*** Begin section ***
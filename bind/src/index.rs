//! Keys used to look into constructed values.

/// An accessor into a sequence or a mapping, used by [`Value::get`].
///
/// [`Value::get`]: crate::Value::get
#[derive(Clone, Debug, PartialEq, Eq)]
pub enum Accessor {
    /// Accessing a string key in a mapping.
    Field(String),
    /// Accessing an element of a sequence, or an integer key in a mapping.
    Index(usize),
}

impl From<usize> for Accessor {
    fn from(val: usize) -> Self {
        Accessor::Index(val)
    }
}

impl From<String> for Accessor {
    fn from(val: String) -> Self {
        Accessor::Field(val)
    }
}

impl From<&str> for Accessor {
    fn from(val: &str) -> Self {
        Accessor::Field(val.to_string())
    }
}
*** End section ***
Every line above that holds the word "impl" is to be found and copied.

impl From<usize> for Accessor {
impl From<String> for Accessor {
impl From<&str> for Accessor {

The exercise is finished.